Au moins 156 policiers et militaires ont fui le Venezuela, d’après les autorités colombiennes.

“Nous ne voulons pas rester dans l’histoire comme des assassins, c’est pour ça que nous avons fui”, affirme le sergent Moreno Peñaloza, qui a quitté son poste pour se réfugier au Brésil.

Un autre déserteur, un policier, qui a lancé un appel à la désertion “contre la tyrannie de Nicolas Maduro”, explique qu’il a parcouru 940 km avec sa famille en voiture depuis la ville de Carupano, dans le nord-est du Venezuela, jusqu’à Santa Elena de Uairén, à 20 km de la frontière. Ils ont dû continuer le chemin à pied, marchant cinq heures par une chaleur étouffante, portant deux enfants en bas âge dans les bras.

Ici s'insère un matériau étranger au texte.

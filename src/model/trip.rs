//! Trip report types: the persisted unit of work.

use std::collections::BTreeMap;
use std::fmt;

use jiff::Timestamp;
use jiff::civil::{Date, Time};
use serde::{Deserialize, Serialize};
use uuid::Uuid;

/// Status stored on every finished report.
pub const STATUS_COMPLETED: &str = "completado";

/// Most pieces of one species a report can hold.
pub const MAX_CATCH_COUNT: u32 = 10_000;

/// A fishing trip ("parte de pesca") and everything caught on it.
#[derive(Debug, Clone, PartialEq, Serialize, Deserialize)]
#[serde(rename_all = "camelCase")]
pub struct TripReport {
    pub id: Uuid,
    pub user_id: String,
    pub date: Date,
    pub start_time: Option<Time>,
    pub end_time: Option<Time>,
    pub duration_minutes: Option<u32>,
    pub catches: Vec<Catch>,

    /// Sum of `count` across `catches`.
    pub total_count: u32,

    pub trip_type: TripType,
    pub rods: u32,
    pub location: Option<Location>,

    /// References to photos taken during the trip.
    pub photos: Vec<String>,

    /// The voice transcript the report was dictated from, if any.
    pub transcript: Option<String>,

    /// Free-form metadata about the angler or the source of the report.
    pub user_info: BTreeMap<String, String>,

    pub created_at: Timestamp,
    pub status: String,
}

/// Ways a report can be internally inconsistent.
#[derive(Debug, Clone, PartialEq, Eq, thiserror::Error)]
pub enum TripError {
    #[error("el parte no tiene capturas")]
    NoCatches,

    #[error("el total de capturas ({total}) no coincide con la suma por especie ({sum})")]
    TotalMismatch { total: u32, sum: u32 },

    #[error("la cantidad de {species} ({count}) supera el máximo de 10000")]
    CountTooLarge { species: String, count: u32 },

    #[error("la suma de capturas desborda")]
    TotalOverflow,

    #[error("el número de cañas debe ser al menos 1")]
    NoRods,

    #[error("la hora de fin es anterior a la de inicio")]
    EndBeforeStart,

    #[error("la duración no coincide con las horas de inicio y fin")]
    DurationMismatch,
}

impl TripReport {
    /// Sum of the per-species counts, or `None` on overflow.
    pub fn catch_sum(&self) -> Option<u32> {
        self.catches
            .iter()
            .try_fold(0u32, |sum, c| sum.checked_add(c.count))
    }

    /// Checks the invariants a finished report must hold.
    pub fn validate(&self) -> Result<(), TripError> {
        if self.catches.is_empty() {
            return Err(TripError::NoCatches);
        }
        if let Some(c) = self.catches.iter().find(|c| c.count > MAX_CATCH_COUNT) {
            return Err(TripError::CountTooLarge {
                species: c.species.clone(),
                count: c.count,
            });
        }
        let sum = self.catch_sum().ok_or(TripError::TotalOverflow)?;
        if sum != self.total_count {
            return Err(TripError::TotalMismatch {
                total: self.total_count,
                sum,
            });
        }
        if self.rods == 0 {
            return Err(TripError::NoRods);
        }
        if let (Some(start), Some(end)) = (self.start_time, self.end_time) {
            let Some(minutes) = minutes_between(start, end) else {
                return Err(TripError::EndBeforeStart);
            };
            if self.duration_minutes.is_some_and(|d| d != minutes) {
                return Err(TripError::DurationMismatch);
            }
        }
        Ok(())
    }
}

/// Whole minutes from `start` to `end`, or `None` when `end` comes first.
pub fn minutes_between(start: Time, end: Time) -> Option<u32> {
    let start = i32::from(start.hour()) * 60 + i32::from(start.minute());
    let end = i32::from(end.hour()) * 60 + i32::from(end.minute());
    u32::try_from(end - start).ok()
}

/// One species caught on a trip.
#[derive(Debug, Clone, PartialEq, Eq, Serialize, Deserialize)]
#[serde(rename_all = "camelCase")]
pub struct Catch {
    pub species: String,
    pub count: u32,
    pub observation: Option<String>,
}

/// Where the trip took place.
#[derive(Debug, Clone, PartialEq, Serialize, Deserialize)]
#[serde(rename_all = "camelCase")]
pub struct Location {
    pub name: String,
    pub latitude: Option<f64>,
    pub longitude: Option<f64>,
}

impl Location {
    pub fn named(name: impl Into<String>) -> Self {
        Self {
            name: name.into(),
            latitude: None,
            longitude: None,
        }
    }
}

/// How the angler fished.
#[derive(Debug, Clone, Copy, PartialEq, Eq, Hash, PartialOrd, Ord, Serialize, Deserialize)]
#[serde(rename_all = "camelCase")]
pub enum TripType {
    Shore,
    Boat,
    Kayak,
    Spearfishing,
}

impl TripType {
    pub const ALL: [Self; 4] = [Self::Shore, Self::Boat, Self::Kayak, Self::Spearfishing];

    /// Spanish label shown to the user.
    pub fn label(self) -> &'static str {
        match self {
            Self::Shore => "orilla",
            Self::Boat => "embarcación",
            Self::Kayak => "kayak",
            Self::Spearfishing => "submarina",
        }
    }
}

impl fmt::Display for TripType {
    fn fmt(&self, f: &mut fmt::Formatter<'_>) -> fmt::Result {
        f.write_str(self.label())
    }
}

#[cfg(test)]
mod tests {
    use super::*;

    use jiff::civil::{date, time};

    fn sample_report() -> TripReport {
        TripReport {
            id: Uuid::new_v4(),
            user_id: "marina".into(),
            date: date(2024, 5, 11),
            start_time: Some(time(7, 0, 0, 0)),
            end_time: Some(time(11, 30, 0, 0)),
            duration_minutes: Some(270),
            catches: vec![
                Catch {
                    species: "Lubina".into(),
                    count: 2,
                    observation: None,
                },
                Catch {
                    species: "Dorada".into(),
                    count: 1,
                    observation: Some("pequeña".into()),
                },
            ],
            total_count: 3,
            trip_type: TripType::Shore,
            rods: 2,
            location: Some(Location::named("Cabo de Palos")),
            photos: vec![],
            transcript: None,
            user_info: BTreeMap::new(),
            created_at: Timestamp::now(),
            status: STATUS_COMPLETED.into(),
        }
    }

    #[test]
    fn consistent_report_validates() {
        assert_eq!(sample_report().validate(), Ok(()));
    }

    #[test]
    fn total_must_match_sum_of_catches() {
        let mut report = sample_report();
        report.total_count = 5;
        assert_eq!(
            report.validate(),
            Err(TripError::TotalMismatch { total: 5, sum: 3 })
        );
    }

    #[test]
    fn oversized_counts_are_rejected() {
        let mut report = sample_report();
        report.catches[0].count = MAX_CATCH_COUNT + 1;
        report.total_count = MAX_CATCH_COUNT + 2;
        assert_eq!(
            report.validate(),
            Err(TripError::CountTooLarge {
                species: "Lubina".into(),
                count: MAX_CATCH_COUNT + 1,
            })
        );
    }

    #[test]
    fn overflowing_sum_is_an_error_not_a_panic() {
        let mut report = sample_report();
        report.catches[0].count = MAX_CATCH_COUNT;
        report.catches.extend((0..430_000).map(|_| Catch {
            species: "Boga".into(),
            count: MAX_CATCH_COUNT,
            observation: None,
        }));
        assert_eq!(report.catch_sum(), None);
        assert_eq!(report.validate(), Err(TripError::TotalOverflow));
    }

    #[test]
    fn report_without_catches_is_rejected() {
        let mut report = sample_report();
        report.catches.clear();
        report.total_count = 0;
        assert_eq!(report.validate(), Err(TripError::NoCatches));
    }

    #[test]
    fn end_before_start_is_rejected() {
        let mut report = sample_report();
        report.end_time = Some(time(6, 0, 0, 0));
        report.duration_minutes = None;
        assert_eq!(report.validate(), Err(TripError::EndBeforeStart));
    }

    #[test]
    fn minutes_between_counts_whole_minutes() {
        assert_eq!(minutes_between(time(7, 15, 0, 0), time(9, 0, 0, 0)), Some(105));
        assert_eq!(minutes_between(time(9, 0, 0, 0), time(7, 0, 0, 0)), None);
    }
}
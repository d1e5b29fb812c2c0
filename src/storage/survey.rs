//! Survey storage: the latest set of answers per user.

use std::collections::BTreeMap;

use jiff::Timestamp;
use tracing::debug;

use crate::model::Answer;

use super::{Result, Storage, StorageError};

impl Storage {
    /// Replaces a user's survey responses with `answers`.
    pub fn save_survey(
        &self,
        user_id: &str,
        answers: &BTreeMap<u32, Answer>,
        submitted_at: Timestamp,
    ) -> Result<()> {
        let conn = self.connect()?;
        let tx = conn.unchecked_transaction()?;
        tx.execute("DELETE FROM survey_response WHERE user_id = ?1", [user_id])?;
        for (question_id, answer) in answers {
            tx.execute(
                "INSERT INTO survey_response (user_id, question_id, answer, submitted_at)
                 VALUES (?1, ?2, ?3, ?4)",
                rusqlite::params![
                    user_id,
                    question_id,
                    serde_json::to_string(answer)?,
                    submitted_at.to_string(),
                ],
            )?;
        }
        tx.commit()?;
        debug!(user_id, answers = answers.len(), "survey saved");
        Ok(())
    }

    /// A user's stored survey answers, by question id.
    pub fn load_survey(&self, user_id: &str) -> Result<BTreeMap<u32, Answer>> {
        let conn = self.connect()?;
        let mut stmt = conn.prepare(
            "SELECT question_id, answer FROM survey_response WHERE user_id = ?1
             ORDER BY question_id",
        )?;
        let rows = stmt
            .query_map([user_id], |row| {
                Ok((row.get::<_, u32>(0)?, row.get::<_, String>(1)?))
            })?
            .collect::<rusqlite::Result<Vec<_>>>()?;

        let mut answers = BTreeMap::new();
        for (question_id, json) in rows {
            let answer: Answer = serde_json::from_str(&json)?;
            if answer.question_id != question_id {
                return Err(StorageError::Corrupt(format!(
                    "answer for question {} stored under {question_id}",
                    answer.question_id
                )));
            }
            answers.insert(question_id, answer);
        }
        Ok(answers)
    }
}

#[cfg(test)]
mod tests {
    use super::*;

    use tempfile::TempDir;

    use crate::model::AnswerValue;
    use crate::storage::AchievementStore;

    fn test_storage() -> (TempDir, Storage) {
        let dir = TempDir::new().unwrap();
        let storage = Storage::new(dir.path().join("juka")).unwrap();
        (dir, storage)
    }

    fn sample_answers() -> BTreeMap<u32, Answer> {
        BTreeMap::from([
            (1, Answer::new(1, AnswerValue::SingleChoice("Semanal".into()))),
            (4, Answer::new(4, AnswerValue::Scale(4))),
            (5, Answer::new(5, AnswerValue::YesNo(true))),
        ])
    }

    #[test]
    fn save_and_load_survey() {
        let (_dir, storage) = test_storage();
        let answers = sample_answers();

        storage
            .save_survey("marina", &answers, Timestamp::now())
            .unwrap();

        assert_eq!(storage.load_survey("marina").unwrap(), answers);
        assert!(storage.has_completed_survey("marina").unwrap());
        assert!(!storage.has_completed_survey("pablo").unwrap());
    }

    #[test]
    fn saving_again_replaces_previous_answers() {
        let (_dir, storage) = test_storage();
        storage
            .save_survey("marina", &sample_answers(), Timestamp::now())
            .unwrap();

        let retake = BTreeMap::from([(4, Answer::new(4, AnswerValue::Scale(2)))]);
        storage.save_survey("marina", &retake, Timestamp::now()).unwrap();

        assert_eq!(storage.load_survey("marina").unwrap(), retake);
    }

    #[test]
    fn load_survey_empty() {
        let (_dir, storage) = test_storage();
        assert!(storage.load_survey("marina").unwrap().is_empty());
    }
}
//! Chat types: the transcript of a conversation with the assistant.

use jiff::Timestamp;
use serde::{Deserialize, Serialize};
use uuid::Uuid;

use super::trip::TripReport;

/// Who wrote a chat message.
#[derive(Debug, Clone, Copy, PartialEq, Eq, Serialize, Deserialize)]
#[serde(rename_all = "camelCase")]
pub enum Sender {
    User,
    Assistant,
}

impl Sender {
    pub fn as_str(self) -> &'static str {
        match self {
            Self::User => "user",
            Self::Assistant => "assistant",
        }
    }
}

/// A single chat line.
#[derive(Debug, Clone, PartialEq, Eq, Serialize, Deserialize)]
#[serde(rename_all = "camelCase")]
pub struct ChatMessage {
    pub id: Uuid,
    pub sender: Sender,
    pub text: String,
    pub sent_at: Timestamp,
}

impl ChatMessage {
    pub fn user(text: impl Into<String>) -> Self {
        Self::new(Sender::User, text)
    }

    pub fn assistant(text: impl Into<String>) -> Self {
        Self::new(Sender::Assistant, text)
    }

    fn new(sender: Sender, text: impl Into<String>) -> Self {
        Self {
            id: Uuid::new_v4(),
            sender,
            text: text.into(),
            sent_at: Timestamp::now(),
        }
    }
}

/// A report read back together with the conversation that produced it.
///
/// Derived on read; never stored on its own.
#[derive(Debug, Clone)]
pub struct TripReportWithChat {
    pub report: TripReport,
    pub messages: Vec<ChatMessage>,
}

impl TripReportWithChat {
    pub fn has_chat(&self) -> bool {
        !self.messages.is_empty()
    }
}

“Je gagnais 18.000 bolivars, et j’en dépensais 10.000 pour un paquet de couches”, a-t-il dit.

“Dans les casernes, il n’y a pas à manger. Nous n’avons pas de matelas et nous dormons à même le sol”, a affirmé le sergent Carlos Eduardo Zapata, l’un des premiers déserteurs à avoir demandé l’asile au Brésil.